Only a year ago, criminals appeared to be more curious about trading in individual servers. Access to them was sold on the dark web for as little as $20. However, within the last half of 2019, there has been an increasing interest within the purchase of access to local corporate networks.

Prices have also skyrocketed: we’ve seen hackers offer a commission of up to 30 percent of the potential take advantage of a hack of a company’s infrastructure – with annual income exceeding $500 million. the typical cost of privileged access to one local network is within the range of $5,000.

Some major companies become the victims of those crimes, with annual incomes running into the many millions or maybe billions of dollars. In terms of location, hackers’ primary target is U.S. companies (more than a 3rd of the total), followed by Italy and therefore the UK (5.2 percent each), Brazil (4.4 percent), and Germany (3.1 percent).

In the U.S., criminals predominately sell access to professional services companies (20 percent), industrial companies (18 percent), and government institutions (14 percent). In Italy, industrial companies lead (25 percent), followed by professional services (17 percent).

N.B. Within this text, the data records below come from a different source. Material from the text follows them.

/// Externally configurable prompt patterns.
///
/// These are collaborator-supplied tunables, not hardcoded heuristics: every
/// field is a regular expression source string, compiled once per session.
#[derive(Debug, Clone, Deserialize)]
#[serde(default)]
pub struct PromptPatterns {
    /// Username/login prompt.
    pub username_prompt: String,
    /// Password prompt.
    pub password_prompt: String,
    /// Connection rejected before login (refused, timed out, bad host key).
    pub bad_open: String,
    /// Authentication rejected.
    pub bad_password: String,
    /// Shape of a candidate command prompt line.
    pub prompt_shape: String,
    /// Pagination ("more output") prompt.
    pub pagination: String,
}

impl Default for PromptPatterns {
    fn default() -> Self {
        Self {
            username_prompt: r"(?i)(user ?name|login)\s*:\s*$".into(),
            password_prompt: r"(?i)pass(word|code)\s*:\s*$".into(),
            bad_open: r"(?i)(connection refused|connection timed out|connection closed by|no route to host|host key verification failed|unknown host|name or service not known)".into(),
            bad_password: r"(?i)(permission denied|authentication failed|login invalid|access denied|bad passwords|bad secrets|incorrect password)".into(),
            prompt_shape: r"(?m)^[\w.@/()-]+[#>$%]\s?$".into(),
            pagination: r"(?i) ?(--+ ?more ?--+|<-+ ?more ?-+>) ?".into(),
        }
    }
}

impl PromptPatterns {
    /// Compile every pattern.
    ///
    /// # Errors
    ///
    /// Returns an error if any regex source is invalid.
    pub fn compile(&self) -> Result<CompiledPrompts> {
        Ok(CompiledPrompts {
            username_prompt: Pattern::regex(&self.username_prompt)?,
            password_prompt: Pattern::regex(&self.password_prompt)?,
            bad_open: Pattern::regex(&self.bad_open)?,
            bad_password: Pattern::regex(&self.bad_password)?,
            prompt_shape: Pattern::regex(&self.prompt_shape)?,
            pagination: Pattern::regex(&self.pagination)?,
        })
    }
}

/// Compiled form of [`PromptPatterns`].
#[derive(Debug, Clone)]
pub struct CompiledPrompts {
    /// Username/login prompt.
    pub username_prompt: Pattern,
    /// Password prompt.
    pub password_prompt: Pattern,
    /// Connection rejected before login.
    pub bad_open: Pattern,
    /// Authentication rejected.
    pub bad_password: Pattern,
    /// Shape of a candidate command prompt line.
    pub prompt_shape: Pattern,
    /// Pagination prompt.
    pub pagination: Pattern,
}

/// Bastion (jump host) configuration.
///
/// The bastion is spawned and fully authenticated first; the target spawn
/// command is then transmitted as a line of input through the open bastion
/// channel instead of spawning a second process.
#[derive(Debug, Clone, Deserialize)]
pub struct BastionConfig {
    /// Bastion address.
    pub address: String,

    /// Bastion port.
    #[serde(default = "default_port")]
    pub port: u16,

    /// Bastion credentials; `None` reuses the session credentials.
    #[serde(default)]
    pub credentials: Option<Credentials>,
}

fn default_port() -> u16 {
    22
}

/// Configuration for one device session.
#[derive(Debug, Clone)]
pub struct SessionConfig {
    /// Target address or hostname.
    pub address: String,

    /// Target port, substituted into `{port}` placeholders.
    pub port: u16,

    /// Authentication material.
    pub credentials: Credentials,

    /// Optional source consulted at connect time for credential fields left
    /// empty in `credentials`.
    pub credential_source: Option<Arc<dyn CredentialSource>>,

    /// Spawn-command templates, tried in order.
    pub spawn_templates: Vec<String>,

    /// Optional bastion host to hop through.
    pub bastion: Option<BastionConfig>,

    /// Timeout configuration.
    pub timeouts: TimeoutConfig,

    /// Extra connect retries beyond the first attempt.
    pub retries: usize,

    /// Terminal dimensions (cols, rows).
    pub dimensions: (u16, u16),

    /// Prompt pattern configuration.
    pub prompts: PromptPatterns,

    /// Transcript file to append command/output pairs to (record mode).
    pub record_path: Option<PathBuf>,

    /// Transcript file to replay instead of spawning a process.
    pub replay_path: Option<PathBuf>,
}

impl SessionConfig {
    /// Create a configuration for the given target address.
    #[must_use]
    pub fn new(address: impl Into<String>) -> Self {
        Self {
            address: address.into(),
            port: 22,
            credentials: Credentials::default(),
            credential_source: None,
            spawn_templates: DEFAULT_SPAWN_TEMPLATES.iter().map(ToString::to_string).collect(),
            bastion: None,
            timeouts: TimeoutConfig::default(),
            retries: DEFAULT_CONNECT_RETRIES,
            dimensions: (DEFAULT_TERMINAL_WIDTH, DEFAULT_TERMINAL_HEIGHT),
            prompts: PromptPatterns::default(),
            record_path: None,
            replay_path: None,
        }
    }

    /// Set the credentials.
    #[must_use]
    pub fn credentials(mut self, credentials: Credentials) -> Self {
        self.credentials = credentials;
        self
    }

    /// Set the target port.
    #[must_use]
    pub const fn port(mut self, port: u16) -> Self {
        self.port = port;
        self
    }

    /// Set a credential source consulted at connect time when the username
    /// or password is empty (e.g. [`TtyPrompt`] for interactive collection).
    #[must_use]
    pub fn credential_source(mut self, source: Arc<dyn CredentialSource>) -> Self {
        self.credential_source = Some(source);
        self
    }

    /// Replace the spawn-command templates (at most four are attempted).
    #[must_use]
    pub fn spawn_templates<I, S>(mut self, templates: I) -> Self
    where
        I: IntoIterator<Item = S>,
        S: Into<String>,
    {
        self.spawn_templates = templates.into_iter().map(Into::into).collect();
        self
    }

    /// Set the bastion host.
    #[must_use]
    pub fn bastion(mut self, bastion: BastionConfig) -> Self {
        self.bastion = Some(bastion);
        self
    }

    /// Set the timeout configuration.
    #[must_use]
    pub const fn timeouts(mut self, timeouts: TimeoutConfig) -> Self {
        self.timeouts = timeouts;
        self
    }

    /// Set the retry count.
    #[must_use]
    pub const fn retries(mut self, retries: usize) -> Self {
        self.retries = retries;
        self
    }

    /// Set the prompt patterns.
    #[must_use]
    pub fn prompts(mut self, prompts: PromptPatterns) -> Self {
        self.prompts = prompts;
        self
    }

    /// Record every command/output pair to the given transcript file.
    #[must_use]
    pub fn record_to(mut self, path: impl Into<PathBuf>) -> Self {
        self.record_path = Some(path.into());
        self
    }

    /// Replay commands from the given transcript file instead of spawning.
    #[must_use]
    pub fn replay_from(mut self, path: impl Into<PathBuf>) -> Self {
        self.replay_path = Some(path.into());
        self
    }

    /// Check whether this session runs in replay mode.
    #[must_use]
    pub const fn is_replay(&self) -> bool {
        self.replay_path.is_some()
    }

    /// Check whether login should be skipped entirely: username and password
    /// both intentionally empty, with no credential source to ask.
    #[must_use]
    pub fn is_no_login(&self) -> bool {
        self.credentials.is_empty() && self.credential_source.is_none()
    }

    /// Fill empty credential fields from the configured credential source.
    ///
    /// Called once per connect, before spawn templates are rendered (the
    /// username feeds `{username}` placeholders). A no-op without a source.
    ///
    /// # Errors
    ///
    /// Returns the source's I/O error with collection context.
    pub fn resolve_credentials(&mut self) -> Result<()> {
        let Some(source) = self.credential_source.clone() else {
            return Ok(());
        };
        if self.credentials.username.is_empty() {
            self.credentials.username = source
                .username(&self.address)
                .map_err(|e| NetError::io_context("collecting username", e))?;
        }
        if self.credentials.password.is_empty() {
            self.credentials.password = source
                .password(&self.address)
                .map_err(|e| NetError::io_context("collecting password", e))?;
        }
        Ok(())
    }

    /// Every configured secret value, for log redaction.
    #[must_use]
    pub fn secrets(&self) -> Vec<String> {
        let mut secrets = Vec::new();
        if !self.credentials.password.is_empty() {
            secrets.push(self.credentials.password.clone());
        }
        if let Some(enable) = &self.credentials.enable_password {
            secrets.push(enable.clone());
        }
        if let Some(creds) = self.bastion.as_ref().and_then(|b| b.credentials.as_ref()) {
            if !creds.password.is_empty() {
                secrets.push(creds.password.clone());
            }
        }
        secrets
    }

    /// Load a session configuration from TOML text.
    ///
    /// # Errors
    ///
    /// Returns a configuration error if the TOML does not parse or required
    /// fields are missing.
    pub fn from_toml_str(text: &str) -> Result<Self> {
        let file: FileConfig =
            toml::from_str(text).map_err(|e| NetError::config(format!("invalid TOML: {e}")))?;
        Ok(file.into_config())
    }
}

/// On-disk representation of a session configuration.
///
/// Durations are expressed in milliseconds so the TOML stays flat.
#[derive(Debug, Deserialize)]
struct FileConfig {
    address: String,
    #[serde(default = "default_port")]
    port: u16,
    #[serde(default)]
    credentials: Credentials,
    #[serde(default)]
    spawn_templates: Option<Vec<String>>,
    #[serde(default)]
    bastion: Option<BastionConfig>,
    #[serde(default)]
    login_timeout_ms: Option<u64>,
    #[serde(default)]
    command_timeout_ms: Option<u64>,
    #[serde(default)]
    retries: Option<usize>,
    #[serde(default)]
    prompts: PromptPatterns,
    #[serde(default)]
    record_path: Option<PathBuf>,
    #[serde(default)]
    replay_path: Option<PathBuf>,
}
//! Record/replay round trips through the session API.

use std::time::Duration;

use netexpect::mock::MockDevice;
use netexpect::transcript::{escape, unescape};
use netexpect::{
    Credentials, NetError, NullTransport, Session, SessionConfig, TimeoutConfig, Transport,
};
use proptest::prelude::*;

fn fast_timeouts() -> TimeoutConfig {
    TimeoutConfig::default()
        .command(Duration::from_millis(300))
        .settle(Duration::from_millis(30))
}

fn fake_router() -> MockDevice {
    MockDevice::new()
        .on("show clock", "show clock\n12:00:00 UTC Mon Mar 1\nrouter1#")
        .on("show users", "show users\nadmin on vty0\nrouter1#")
        .on("", "\nrouter1#")
}

async fn record_two_commands(path: &std::path::Path) -> Vec<String> {
    let config = SessionConfig::new("r1.test")
        .credentials(Credentials::new("admin", "pw"))
        .timeouts(fast_timeouts())
        .record_to(path);
    let mut session = Session::new(fake_router(), config).unwrap();
    session.detect_prompt().await.unwrap();

    let mut outputs = Vec::new();
    for command in ["show clock", "show users"] {
        let reply = session.command(command).await.unwrap();
        outputs.push(reply.into_output().unwrap());
    }
    outputs
}

fn replay_session(path: &std::path::Path) -> Session<Box<dyn Transport>> {
    let config = SessionConfig::new("r1.test").replay_from(path);
    Session::new(Box::new(NullTransport) as Box<dyn Transport>, config).unwrap()
}

#[tokio::test]
async fn recorded_commands_replay_identically() {
    let dir = tempfile::tempdir().unwrap();
    let path = dir.path().join("session.transcript");

    let recorded = record_two_commands(&path).await;
    assert_eq!(recorded[0], "12:00:00 UTC Mon Mar 1");

    let mut session = replay_session(&path);
    for (command, expected) in ["show clock", "show users"].iter().zip(&recorded) {
        let reply = session.command(command).await.unwrap();
        assert_eq!(reply.output(), Some(expected.as_str()));
    }
}

#[tokio::test]
async fn out_of_order_replay_is_sequence_mismatch() {
    let dir = tempfile::tempdir().unwrap();
    let path = dir.path().join("session.transcript");
    record_two_commands(&path).await;

    let mut session = replay_session(&path);
    let err = session.command("show users").await.unwrap_err();
    assert!(matches!(err, NetError::SequenceMismatch { .. }));
}

#[tokio::test]
async fn replay_past_the_end_is_sequence_mismatch() {
    let dir = tempfile::tempdir().unwrap();
    let path = dir.path().join("session.transcript");
    record_two_commands(&path).await;

    let mut session = replay_session(&path);
    session.command("show clock").await.unwrap();
    session.command("show users").await.unwrap();
    let err = session.command("show clock").await.unwrap_err();
    assert!(matches!(err, NetError::SequenceMismatch { .. }));
}

proptest! {
    #[test]
    fn escaping_round_trips_arbitrary_output(output in any::<String>()) {
        prop_assert_eq!(unescape(&escape(&output)), output);
    }

    #[test]
    fn escaped_output_never_contains_newlines(output in any::<String>()) {
        prop_assert!(!escape(&output).contains('\n'));
    }
}
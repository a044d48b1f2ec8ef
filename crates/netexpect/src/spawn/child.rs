//! Child process spawning and lifecycle.
//!
//! Connection programs (ssh, telnet) run as child processes with their stdio
//! bound to the slave side of a PTY and the PTY as their controlling
//! terminal. The handle here supports the teardown ladder: graceful exit,
//! kill signal, then a signal-0 probe to confirm the process is gone.

use std::io;
use std::os::unix::io::{AsRawFd, FromRawFd};
use std::process::{ExitStatus, Stdio};

use rustix::process::{Pid, Signal, kill_process, test_kill_process};
use tokio::process::{Child, Command};

use crate::error::SpawnError;

use super::pty::{PtyStream, open_slave};

/// Handle to a spawned connection process.
#[derive(Debug)]
pub struct ChildHandle {
    child: Child,
    pid: u32,
}

impl ChildHandle {
    /// The child's process ID.
    #[must_use]
    pub const fn pid(&self) -> u32 {
        self.pid
    }

    /// Collect the exit status without blocking.
    ///
    /// # Errors
    ///
    /// Returns an error if the wait syscall fails.
    pub fn try_wait(&mut self) -> Result<Option<ExitStatus>, SpawnError> {
        self.child.try_wait().map_err(SpawnError::Io)
    }

    /// Wait for the child to exit.
    ///
    /// # Errors
    ///
    /// Returns an error if the wait syscall fails.
    pub async fn wait(&mut self) -> Result<ExitStatus, SpawnError> {
        self.child.wait().await.map_err(SpawnError::Io)
    }

    /// Send a signal to the child.
    ///
    /// # Errors
    ///
    /// Returns an error if the kill syscall fails.
    pub fn signal(&self, signal: Signal) -> Result<(), SpawnError> {
        let pid = pid_of(self.pid)?;
        kill_process(pid, signal)
            .map_err(|e| SpawnError::Io(io::Error::from_raw_os_error(e.raw_os_error())))
    }

    /// Send SIGKILL.
    ///
    /// # Errors
    ///
    /// Returns an error if the kill syscall fails.
    pub fn kill(&self) -> Result<(), SpawnError> {
        self.signal(Signal::KILL)
    }

    /// Probe with signal 0 whether the process still exists.
    #[must_use]
    pub fn is_alive(&self) -> bool {
        let Ok(pid) = pid_of(self.pid) else {
            return false;
        };
        test_kill_process(pid).is_ok()
    }
}

fn pid_of(raw: u32) -> Result<Pid, SpawnError> {
    let signed = i32::try_from(raw)
        .map_err(|_| SpawnError::Io(io::Error::new(io::ErrorKind::InvalidInput, "pid overflow")))?;
    Pid::from_raw(signed)
        .ok_or_else(|| SpawnError::Io(io::Error::new(io::ErrorKind::InvalidInput, "invalid pid")))
}

/// A spawned connection process with its PTY master stream.
#[derive(Debug)]
pub struct SpawnedProcess {
    /// The PTY master, carrying the interactive dialog.
    pub stream: PtyStream,
    /// Lifecycle handle for the child.
    pub child: ChildHandle,
}

/// Spawn an argv under a freshly allocated PTY.
///
/// The child gets the slave side as stdin/stdout/stderr and as its
/// controlling terminal in a new session.
///
/// # Errors
///
/// Returns [`SpawnError::EmptyCommand`] for an empty argv,
/// [`SpawnError::CommandNotFound`] if the program does not exist, and
/// allocation or I/O errors otherwise.
pub fn spawn_process(argv: &[String], dimensions: (u16, u16)) -> Result<SpawnedProcess, SpawnError> {
    let Some((program, args)) = argv.split_first() else {
        return Err(SpawnError::EmptyCommand);
    };

    let (stream, slave_path) = PtyStream::open()?;
    stream.set_dimensions(dimensions.0, dimensions.1)?;

    let slave_fd = open_slave(&slave_path)?;
    let slave_raw = slave_fd.as_raw_fd();

    let mut cmd = Command::new(program);
    cmd.args(args);
    cmd.env("TERM", "vt100");

    // SAFETY: slave_raw is a valid fd owned by slave_fd, which outlives the
    // spawn call.
    unsafe {
        cmd.stdin(Stdio::from_raw_fd(libc::dup(slave_raw)));
        cmd.stdout(Stdio::from_raw_fd(libc::dup(slave_raw)));
        cmd.stderr(Stdio::from_raw_fd(libc::dup(slave_raw)));
    }

    // SAFETY: setsid and ioctl are async-signal-safe.
    unsafe {
        cmd.pre_exec(move || {
            if libc::setsid() == -1 {
                return Err(io::Error::last_os_error());
            }
            if libc::ioctl(slave_raw, libc::TIOCSCTTY, 0) == -1 {
                return Err(io::Error::last_os_error());
            }
            Ok(())
        });
    }

    let child = cmd.spawn().map_err(|e| {
        if e.kind() == io::ErrorKind::NotFound {
            SpawnError::command_not_found(program.clone())
        } else {
            SpawnError::Io(e)
        }
    })?;

    let pid = child
        .id()
        .ok_or_else(|| SpawnError::Io(io::Error::other("spawned child has no pid")))?;

    Ok(SpawnedProcess {
        stream,
        child: ChildHandle { child, pid },
    })
}

#[cfg(test)]
mod tests {
    use super::*;

    #[tokio::test]
    async fn empty_argv_is_rejected() {
        let err = spawn_process(&[], (80, 24)).unwrap_err();
        assert!(matches!(err, SpawnError::EmptyCommand));
    }

    #[tokio::test]
    async fn missing_program_is_not_found() {
        let argv = vec!["definitely-not-a-real-program-xyz".to_string()];
        let err = spawn_process(&argv, (80, 24)).unwrap_err();
        assert!(matches!(err, SpawnError::CommandNotFound { .. }));
    }

    #[tokio::test]
    async fn spawned_child_runs_and_exits() {
        let argv: Vec<String> = ["sh", "-c", "exit 0"].iter().map(ToString::to_string).collect();
        let mut spawned = spawn_process(&argv, (80, 24)).unwrap();
        let status = spawned.child.wait().await.unwrap();
        assert!(status.success());
    }

    #[tokio::test]
    async fn try_wait_is_none_while_running() {
        let argv: Vec<String> = ["sh", "-c", "sleep 30"].iter().map(ToString::to_string).collect();
        let mut spawned = spawn_process(&argv, (80, 24)).unwrap();
        assert!(spawned.child.try_wait().unwrap().is_none());

        spawned.child.kill().unwrap();
        let _ = spawned.child.wait().await.unwrap();
    }

    #[tokio::test]
    async fn kill_then_probe() {
        let argv: Vec<String> = ["sh", "-c", "sleep 30"].iter().map(ToString::to_string).collect();
        let mut spawned = spawn_process(&argv, (80, 24)).unwrap();
        assert!(spawned.child.is_alive());

        spawned.child.kill().unwrap();
        let _ = spawned.child.wait().await.unwrap();
        assert!(!spawned.child.is_alive());
    }
}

In the UK, science and academic organizations account for 25 percent and finance for 17 percent. In Germany, IT and professional services each account for 29 percent of access points purchasable.

Network access sold to other dark web criminals

In most cases, access to those networks is sold to other dark web criminals. They either develop an attack on business systems themselves or hire a team of more skilled hackers to escalate network privileges and infect critical hosts within the victim’s infrastructure with malware. Ransomware operators were among the primary to use this scheme.

Positive Technologies senior analyst Vadim Solovyov said: “Large companies stand to become a source of easy money for low-skilled hackers. Now that numerous employees are performing from home, hackers will search for any and every one security lapses on the network perimeter. The larger the hacked company is, and therefore the higher the obtained privileges, the more profitable the attack becomes.

“To stay safe, companies should ensure comprehensive infrastructure protection, both on the network perimeter and within the local network. confirm that each one service on the perimeter are protected and security events on the local network are properly monitored to detect intruders in time.

“Regular retrospective analysis of security events allows teams to get previously undetected attacks and address threats before criminals can steal data or disrupt business processes”.